%=========== Description: ===========
%
% Main program to perform nonlinear dimension reduction via ISOMAP or
% Penalized-ISOMAP, using geodesic distances and multi-dimensional
% scaling techniques (the term maniMDS refers to manifold multidimensional scaling).
%
% Reference: Chen, D., M\"{u}ller, H.G. (2012). Nonlinear manifold
    representations for functional data.  Annals of Statistics
    40, 1--29.
%================ Input Arguments: ================
%
%Input X: 	1*N cell array; X{i} is a 1*D_i vector with measurements for the ith
% 		subject, i=1,...,N. 
%
%Input	T: 	1*N cell array; T{i} is a 1*D_i vector with the time location
% 		measurements for the ith subject, i=1,...,N. 
%
%Input	datatype: integer 0-4, determining how the data is treated (dense/sparse)
% 		0 - sparse, use PACE and special distance (Peng and M\"uller 2008)
% 		1 - sparse, use PACE and L2 distance [default] 
%		2 - regular/with missing data, use PACE and L2 distance
%		3 - dense with noise/missing values, use local linear smoothing
%		4 - dense and balanced, without noise
%
%Input d: 	integer, output dimension [default 3]
%
%Input t: 	vector, output time grid [default balanced with 30 points]
%
%Input method: string giving the method name
% 		'isomap' - use ISOMAP (Tenenbaum, 2000)
% 		'p-isomap' - penalized isomap
%
%Input kernel: string giving the kernel name
% 		'quar' - quartic kernel
% 		'epan' - epanechikov kernel
% 		'gauss' - gaussian kernel
% 		'gausvar' - variant of gaussian kernel
% 		'rect' - rectangular kernel
%
%Input K:	integer indicating how many neighbors are used to find geodesic
% 		distance
%
%Input h:	kernel bandwidth used to predict functional trajectories based on FMC
% 
%Input delta: truncation parameter used in penalized isomap.
%
%Input pace:	parameter used in PACE, see FPCA
%
%================ Output Arguments: ================
%
%Output Y:		estimated functional manifold components
% 
%Output Outliers:	0/1 indicator; 1 if the corresponding subject is outlier
%
%Output S:	 	a structure that contains Y, Outliers, Dis, t, N, M, X, T, X_pace,
%			X_reg, datatype, d, method, K, h, delta, mse, kernel, FVE, mu, xi,
%			phi, lambda.
% 
%			1) Y - N*d matrix of estimated functional manifold components
%
%			2) Outliers - 1*N logical indicating whether (1) or not (0) each 
%					subject is an outlier
%
%			3) Dis - N*N matrix of estimated L2 distances between trajectories
%
%			4) t - 1*M row vector containing the output time grid
%            
%			5) N - integer, number of subjects
%
%			6) M - integer, number of timepoints in output time grid t
%
%			7) X - see the input of the same name
%
%			8) T - see the input of the same name
%
%			9) X_pace - cell obtained from FPCA(X,T,pace);
%
%			10) X_reg - N*M matrix containing estimated data trajectories 
%					evaluated at regular time points
%
%			11) datatype - see the input of the same name
%
%			12) d - see the input of the same name
%
%			13) method - see the input of the same name
%
%			14) K - see the input of the same name
%
%			15) h - see the input of the same name
%
%			16) delta - see the input of the same name
%
%			17) mse - array containing estimated mean squared errors,
%				 	obtained by 10-fold CV, for candidate values of 
%					K, h, and delta.
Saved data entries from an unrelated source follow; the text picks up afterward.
//! Vanilla RSA model for a forced-choice reference game.
//!
//! A speaker sees one of three objects and picks one of four utterances to
//! single it out; a listener inverts that choice. The module implements one
//! level of the standard RSA recursion: literal listener → pragmatic
//! speaker (cost-adjusted log-utility, softmax choice) → pragmatic listener
//! (Bayesian inversion against an object-salience prior).

use crate::math::{ensure_finite, normalize, softmax};
use crate::{ModelError, Result};
use ndarray::{Array1, Array2, Axis};
use serde::{Deserialize, Serialize};

/// Empirical salience counts for the built-in objects (production-frequency
/// alternative to a flat prior).
pub const EMPIRICAL_SALIENCE: [f64; 3] = [71.0, 139.0, 30.0];

/// Immutable description of a reference game: labels, the truth-conditional
/// semantic matrix, and per-utterance cost weights.
#[derive(Debug, Clone, Serialize)]
pub struct ReferenceScenario {
    utterances: Vec<String>,
    objects: Vec<String>,
    /// `[utterance, object]` truth values.
    semantics: Array2<f64>,
    /// 1.0 for marked utterances (adjectives), 0.0 for unmarked ones.
    cost_weights: Array1<f64>,
}

impl ReferenceScenario {
    /// The fixed three-object game: a blue circle, a green square and a blue
    /// square, describable by two color adjectives and two shape nouns.
    pub fn forced_choice() -> Self {
        let utterances = ["blue", "circle", "green", "square"];
        let objects = ["blue_circle", "green_square", "blue_square"];
        let semantics = Array2::from_shape_vec(
            (4, 3),
            vec![
                1.0, 0.0, 1.0, // blue
                1.0, 0.0, 0.0, // circle
                0.0, 1.0, 0.0, // green
                0.0, 1.0, 1.0, // square
            ],
        )
        .expect("forced_choice semantics shape is static");
        let cost_weights = Array1::from_vec(vec![1.0, 0.0, 1.0, 0.0]);
        Self::new(
            utterances.iter().map(|s| s.to_string()).collect(),
            objects.iter().map(|s| s.to_string()).collect(),
            semantics,
            cost_weights,
        )
        .expect("forced_choice scenario is well-formed")
    }

    /// Builds a scenario from explicit parts, validating shapes and support.
    ///
    /// Every semantic entry must lie in `[0, 1]` and every utterance row
    /// must carry positive total support, so the literal listener is
    /// well-defined for each utterance.
    pub fn new(
        utterances: Vec<String>,
        objects: Vec<String>,
        semantics: Array2<f64>,
        cost_weights: Array1<f64>,
    ) -> Result<Self> {
        let (rows, cols) = semantics.dim();
        if rows != utterances.len() {
            return Err(ModelError::LengthMismatch {
                label: "semantic matrix rows",
                expected: utterances.len(),
                got: rows,
            });
        }
        if cols != objects.len() {
            return Err(ModelError::LengthMismatch {
                label: "semantic matrix columns",
                expected: objects.len(),
                got: cols,
            });
        }
        if cost_weights.len() != utterances.len() {
            return Err(ModelError::LengthMismatch {
                label: "cost weights",
                expected: utterances.len(),
                got: cost_weights.len(),
            });
        }
        for &value in &semantics {
            if !value.is_finite() || value < 0.0 {
                return Err(ModelError::NegativeWeight {
                    label: "semantic value",
                    value,
                });
            }
            if value > 1.0 {
                return Err(ModelError::OutOfUnitInterval {
                    label: "semantic value",
                    value,
                });
            }
        }
        for row in semantics.outer_iter() {
            if row.sum() <= 0.0 {
                return Err(ModelError::DegenerateDistribution {
                    label: "semantic row support",
                });
            }
        }
        for &weight in &cost_weights {
            if !weight.is_finite() || weight < 0.0 {
                return Err(ModelError::NegativeWeight {
                    label: "cost weight",
                    value: weight,
                });
            }
        }
        Ok(Self {
            utterances,
            objects,
            semantics,
            cost_weights,
        })
    }

    pub fn utterances(&self) -> &[String] {
        &self.utterances
    }

    pub fn objects(&self) -> &[String] {
        &self.objects
    }

    /// `[utterance, object]` truth values.
    pub fn semantics(&self) -> &Array2<f64> {
        &self.semantics
    }

    pub fn utterance_index(&self, name: &str) -> Option<usize> {
        self.utterances.iter().position(|u| u == name)
    }

    pub fn object_index(&self, name: &str) -> Option<usize> {
        self.objects.iter().position(|o| o == name)
    }

    /// Runs the speaker/listener pipeline for this scenario.
    pub fn predictions(&self, config: &ReferenceConfig) -> Result<ReferencePredictions> {
        config.validate(self.objects.len())?;
        tracing::debug!(
            alpha = config.alpha,
            cost_adjectives = config.cost_adjectives,
            "computing reference game predictions"
        );

        let n_utterances = self.utterances.len();
        let n_objects = self.objects.len();
        let literal_listener = normalize(&self.semantics, Axis(1));

        // utility[object, utterance]; ln(0) = -inf silences false pairs.
        let mut utility = Array2::<f64>::zeros((n_objects, n_utterances));
        for (u, row) in literal_listener.outer_iter().enumerate() {
            let cost = config.cost_adjectives * self.cost_weights[u];
            for (o, &belief) in row.iter().enumerate() {
                utility[[o, u]] = belief.ln() - cost;
            }
        }

        let speaker = softmax(&utility.mapv(|v| config.alpha * v), Axis(1));
        ensure_finite("reference speaker", &speaker)?;

        let mut weighted = Array2::<f64>::zeros((n_utterances, n_objects));
        for u in 0..n_utterances {
            for o in 0..n_objects {
                weighted[[u, o]] = speaker[[o, u]] * config.salience_prior[o];
            }
        }
        let listener = normalize(&weighted, Axis(1));
        ensure_finite("reference listener", &listener)?;

        Ok(ReferencePredictions {
            objects: self.objects.clone(),
            utterances: self.utterances.clone(),
            speaker,
            listener,
        })
    }
}

/// Parameters of the vanilla model.
#[derive(Debug, Clone, Serialize, Deserialize)]
pub struct ReferenceConfig {
    /// Softmax optimality: higher values push the speaker toward the
    /// utility-maximizing utterance.
    pub alpha: f64,
    /// Differential production cost applied to marked utterances.
    pub cost_adjectives: f64,
    /// Prior belief over which object is under discussion; need not be
    /// normalized.
    pub salience_prior: Vec<f64>,
}

impl ReferenceConfig {
    /// Config with a flat salience prior over `objects` objects.
    pub fn flat(alpha: f64, cost_adjectives: f64, objects: usize) -> Self {
        Self {
            alpha,
            cost_adjectives,
            salience_prior: vec![1.0; objects],
        }
    }

    fn validate(&self, objects: usize) -> Result<()> {
        if !self.alpha.is_finite() || self.alpha <= 0.0 {
            return Err(ModelError::NonPositiveParameter {
                label: "alpha",
                value: self.alpha,
            });
        }
        if !self.cost_adjectives.is_finite() || self.cost_adjectives < 0.0 {
            return Err(ModelError::NegativeWeight {
                label: "cost_adjectives",
                value: self.cost_adjectives,
            });
        }
        if self.salience_prior.len() != objects {
            return Err(ModelError::LengthMismatch {
                label: "salience prior",
                expected: objects,
                got: self.salience_prior.len(),
            });
        }
        let mut total = 0.0;
        for &weight in &self.salience_prior {
            if !weight.is_finite() || weight < 0.0 {
                return Err(ModelError::NegativeWeight {
                    label: "salience prior weight",
                    value: weight,
                });
            }
            total += weight;
        }
        if total <= 0.0 {
            return Err(ModelError::DegenerateDistribution {
                label: "salience prior",
            });
        }
        Ok(())
    }
}

/// Output matrices of the vanilla model, labeled for downstream tabulation.
#[derive(Debug, Clone, Serialize)]
pub struct ReferencePredictions {
    pub objects: Vec<String>,
    pub utterances: Vec<String>,
    /// `[object, utterance]`: P(utterance | object).
    pub speaker: Array2<f64>,
    /// `[utterance, object]`: P(object | utterance).
    pub listener: Array2<f64>,
}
If these inputs each are set to [],
%					the default results in 5*5*10 array (see par10cv.m).
%
%			18) kernel - see the input of the same name
%
%			19) FVE - numeric fraction of variance explained (more accurately, 
%					fraction of dimension explained)
%
%			20) mu - 1*M vector, mean trajectory corresponding to output X_reg
%
%			21) xi - N*d matrix, predictions for first d random PC coefficients, 
%					obtained from output X_reg
%
%			22) phi - M*d matrix, estimated eigenfunctions, obtained from output X_reg,
%					corresponding to the largest d eigenvalues
%
%			23) lambda - 1*d matrix, first d estimated eigenvalues (variances of PC scores)
%					obtained from output X_reg
%
%%%% see example_Mani.m